In May 2012, a trial began in the Sverdlovsk Regional Court on charges against Khabarov, Ladeyshchikov, Katnikov and Kralin. As Ladeyshchikov explained to the investigation, his comrades-in-arms set before him "tasks of operational work." In particular, he had to find ways for the militants to approach and withdraw to the building of the Yekaterinburg synagogue, track the schedule and routes of movement of the Sverdlovsk rabbi Zelig Ashkenazi for his subsequent liquidation. The murder of the rabbi was supposed to be committed by a nonresident combat group that arrived in Yekaterinburg "under the guise of airsoft players". The defendants also allegedly planned the elimination of the heads of the power structures of the Sverdlovsk region. The mutiny was supposed to begin with the blowing up of the power lines feeding Yekaterinburg. Then the conspirators had to break into the military units stationed in the city, after which the military, according to the plan, had to go over to the side of the "revolutionaries". Further, having “mobilized the citizens of Sverdlovsk,” the “People's Militia” was going to move to Moscow to overthrow the government. The conspirators had pistols and revolvers, some of which were training, and some were combat. But an expert examination found that of all the seized weapons, only one pistol was suitable for shooting.

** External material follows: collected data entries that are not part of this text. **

//! 공용 테스트 도구: 메모리 내 전송 계층, 기록용 마진 조회 원천과 상태 저장소.

#![allow(dead_code)]

use async_trait::async_trait;
use feed_core::AccountSnapshot;
use feed_stream::connection::{FrameSink, FrameStream, Message};
use feed_stream::{AccountSink, MarginSource, StreamError, StreamResult, Transport};
use futures::channel::mpsc as fmpsc;
use futures::{SinkExt, StreamExt};
use serde_json::{json, Value};
use std::collections::VecDeque;
use std::sync::atomic::{AtomicUsize, Ordering};
use std::sync::{Arc, Mutex};
use std::time::Duration;
use tokio::sync::{mpsc, Semaphore};

/// 생성된 태스크가 모두 유휴 상태가 될 때까지 진행 (시간 정지 상태).
pub async fn settle() {
    tokio::time::sleep(Duration::from_millis(10)).await;
}

// ============================================================================
// 메모리 내 전송 계층
// ============================================================================

/// 메모리 내 연결 하나의 서버 측.
pub struct MockSession {
    outbound: fmpsc::UnboundedReceiver<Message>,
    inbound: fmpsc::UnboundedSender<StreamResult<Message>>,
}

impl MockSession {
    /// 클라이언트가 보낸 다음 제어 메시지 (ping/pong 제외).
    pub async fn next_control(&mut self) -> Value {
        loop {
            match self.outbound.next().await.expect("client sink closed") {
                Message::Text(text) => return serde_json::from_str(&text).expect("control json"),
                _ => continue,
            }
        }
    }

    /// 클라이언트가 이미 보낸 제어 메시지 목록.
    pub fn drain_controls(&mut self) -> Vec<Value> {
        let mut out = Vec::new();
        while let Ok(Some(message)) = self.outbound.try_next() {
            if let Message::Text(text) = message {
                out.push(serde_json::from_str(&text).expect("control json"));
            }
        }
        out
    }

    pub fn push(&self, frame: Value) {
        self.inbound
            .unbounded_send(Ok(Message::Text(frame.to_string())))
            .expect("client stream dropped");
    }

    pub fn push_raw(&self, text: &str) {
        self.inbound
            .unbounded_send(Ok(Message::Text(text.to_string())))
            .expect("client stream dropped");
    }

    pub fn push_message(&self, message: Message) {
        self.inbound
            .unbounded_send(Ok(message))
            .expect("client stream dropped");
    }

    /// 클라이언트가 보낸 다음 원시 프레임.
    pub async fn next_frame(&mut self) -> Option<Message> {
        self.outbound.next().await
    }

    /// 서버가 사라진 것처럼 스트림 종료.
    pub fn close(&self) {
        self.inbound.close_channel();
    }
}

/// 새 연결마다 [`MockSession`]을 테스트로 넘겨주는 전송 계층.
pub struct MockTransport {
    sessions: mpsc::UnboundedSender<MockSession>,
    failures: AtomicUsize,
    connects: AtomicUsize,
}

impl MockTransport {
    pub fn new() -> (Arc<Self>, mpsc::UnboundedReceiver<MockSession>) {
        let (tx, rx) = mpsc::unbounded_channel();
        let transport = Arc::new(Self {
            sessions: tx,
            failures: AtomicUsize::new(0),
            connects: AtomicUsize::new(0),
        });
        (transport, rx)
    }

    /// 다음 `count`번의 연결 시도를 거부.
    pub fn fail_next(&self, count: usize) {
        self.failures.store(count, Ordering::SeqCst);
    }

    pub fn connect_attempts(&self) -> usize {
        self.connects.load(Ordering::SeqCst)
    }
}

#[async_trait]
impl Transport for MockTransport {
    async fn connect(&self, _url: &str) -> StreamResult<(FrameSink, FrameStream)> {
        self.connects.fetch_add(1, Ordering::SeqCst);
        let refused = self
            .failures
            .fetch_update(Ordering::SeqCst, Ordering::SeqCst, |n| n.checked_sub(1))
            .is_ok();
        if refused {
            return Err(StreamError::WebSocket("connection refused".into()));
        }

        let (client_tx, server_rx) = fmpsc::unbounded::<Message>();
        let (server_tx, client_rx) = fmpsc::unbounded::<StreamResult<Message>>();

        self.sessions
            .send(MockSession {
                outbound: server_rx,
                inbound: server_tx,
            })
            .map_err(|_| StreamError::Disconnected("test dropped session receiver".into()))?;

        let sink: FrameSink =
            Box::pin(client_tx.sink_map_err(|e| StreamError::WebSocket(e.to_string())));
        let stream: FrameStream = Box::pin(client_rx);
        Ok((sink, stream))
    }
}

pub fn subscribe_msg(channel: &str, payload: Value) -> Value {
    control("subscribe", channel, payload)
}

pub fn unsubscribe_msg(channel: &str, payload: Value) -> Value {
    control("unsubscribe", channel, payload)
}

fn control(method: &str, channel: &str, payload: Value) -> Value {
    let mut subscription = payload.as_object().cloned().unwrap_or_default();
    subscription.insert("type".into(), Value::String(channel.into()));
    json!({"method": method, "subscription": subscription})
}

// ============================================================================
// 마진 조회 원천과 상태 저장소
// ============================================================================

pub fn margin_json(account_value: &str) -> Value {
    json!({
        "accountValue": account_value,
        "marginUsed": "10",
        "positions": [
            {"symbol": "BTC", "size": "0.1", "entryPrice": "60000", "markPrice": "61000",
             "unrealizedPnl": "100", "marginUsed": "610", "leverage": "10"}
        ]
    })
}

/// 예약된 응답을 돌려주고 요청 주소를 기록하는 마진 조회 원천.
pub struct ScriptedSource {
    calls: Mutex<Vec<String>>,
    responses: Mutex<VecDeque<StreamResult<Value>>>,
    fallback: Value,
}

impl ScriptedSource {
    pub fn new(fallback: Value) -> Arc<Self> {
        Arc::new(Self {
            calls: Mutex::new(Vec::new()),
            responses: Mutex::new(VecDeque::new()),
            fallback,
        })
    }

    pub fn push_response(&self, response: StreamResult<Value>) {
        self.responses.lock().unwrap().push_back(response);
    }

    pub fn calls(&self) -> Vec<String> {
        self.calls.lock().unwrap().clone()
    }

    pub fn call_count(&self) -> usize {
        self.calls.lock().unwrap().len()
    }
}

#[async_trait]
impl MarginSource for ScriptedSource {
    async fn fetch_margin(&self, address: &str, _market: &str) -> StreamResult<Value> {
        self.calls.lock().unwrap().push(address.to_string());
        let scripted = self.responses.lock().unwrap().pop_front();
        scripted.unwrap_or_else(|| Ok(self.fallback.clone()))
    }
}

/// 첫 호출 이후에는 해제될 때까지 대기하는 마진 조회 원천.
pub struct GatedSource {
    calls: AtomicUsize,
    gate: Semaphore,
}

impl GatedSource {
    pub fn new() -> Arc<Self> {
        Arc::new(Self {
            calls: AtomicUsize::new(0),
            gate: Semaphore::new(0),
        })
    }

    pub fn release(&self) {
        self.gate.add_permits(1);
    }
}

#[async_trait]
impl MarginSource for GatedSource {
    async fn fetch_margin(&self, _address: &str, _market: &str) -> StreamResult<Value> {
        if self.calls.fetch_add(1, Ordering::SeqCst) > 0 {
            self.gate
                .acquire()
                .await
                .map_err(|e| StreamError::Fetch(e.to_string()))?
                .forget();
        }
        Ok(margin_json("500"))
    }
}

/// 첫 호출에서 패닉하고 이후에는 정상 응답하는 마진 조회 원천.
pub struct PanicOnceSource {
    calls: AtomicUsize,
}

impl PanicOnceSource {
    pub fn new() -> Arc<Self> {
        Arc::new(Self {
            calls: AtomicUsize::new(0),
        })
    }

    pub fn call_count(&self) -> usize {
        self.calls.load(Ordering::SeqCst)
    }
}

#[async_trait]
impl MarginSource for PanicOnceSource {
    async fn fetch_margin(&self, _address: &str, _market: &str) -> StreamResult<Value> {
        if self.calls.fetch_add(1, Ordering::SeqCst) == 0 {
            panic!("margin source exploded");
        }
        Ok(margin_json("77"))
    }
}

/// 상태 저장소 호출 순서를 기록하는 sink.
#[derive(Default)]
pub struct RecordingSink {
    events: Mutex<Vec<String>>,
}

impl RecordingSink {
    pub fn events(&self) -> Vec<String> {
        self.events.lock().unwrap().clone()
    }
}

impl AccountSink for RecordingSink {
    fn set_loading(&self, loading: bool) {
        self.events.lock().unwrap().push(format!("loading:{loading}"));
    }

    fn apply_snapshot(&self, snapshot: &AccountSnapshot) {
        self.events
            .lock()
            .unwrap()
            .push(format!("snapshot:{}", snapshot.balance.account_value));
    }

    fn record_error(&self, message: String) {
        self.events.lock().unwrap().push(format!("error:{message}"));
    }

    fn clear(&self) {
        self.events.lock().unwrap().push("clear".to_string());
    }
}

Ladeyshchikov was the only one of all the accused who confessed to the investigation. Therefore, charges of preparing for a mutiny were dropped from him. He was charged only with the commission of crimes under Art. 205.1, part 1 (threat of committing a terrorist act) and Art. 222, part 2 (illegal acquisition, transfer, sale and storage of ammunition and explosive devices) of the Criminal Code of the Russian Federation. Alexander Ermakov was declared insane and sent for compulsory treatment.

On February 26, 2013, a verdict was passed in this case. Leonid Khabarov and Viktor Kralin were sentenced to 4.5 years in a general regime penal colony each (they were found guilty only under the articles "Assistance in terrorist activities" and "Illegal acquisition, transfer, sale, storage, transportation or carrying of firearms, ammunition, explosive substances "), Alexander Ladeyshchikov received a 2-year suspended sentence. S. Katnikov, who pleaded guilty, also received a suspended sentence. In July 2014, L. Khabarov was released, and in January 2015, V. Kralin was released.. On February 7, 2019, the Zubovo-Polyansky Court of Mordovia ruled to release Kvachkov from punishment for extremism. Since the first part of Article 282 (extremism) ceased to be a criminal offense, the court ruled to release Kvachkov from serving his sentence. The time limit for the attempted rebellion has already expired. February 19, 2019 Kvachkov was released.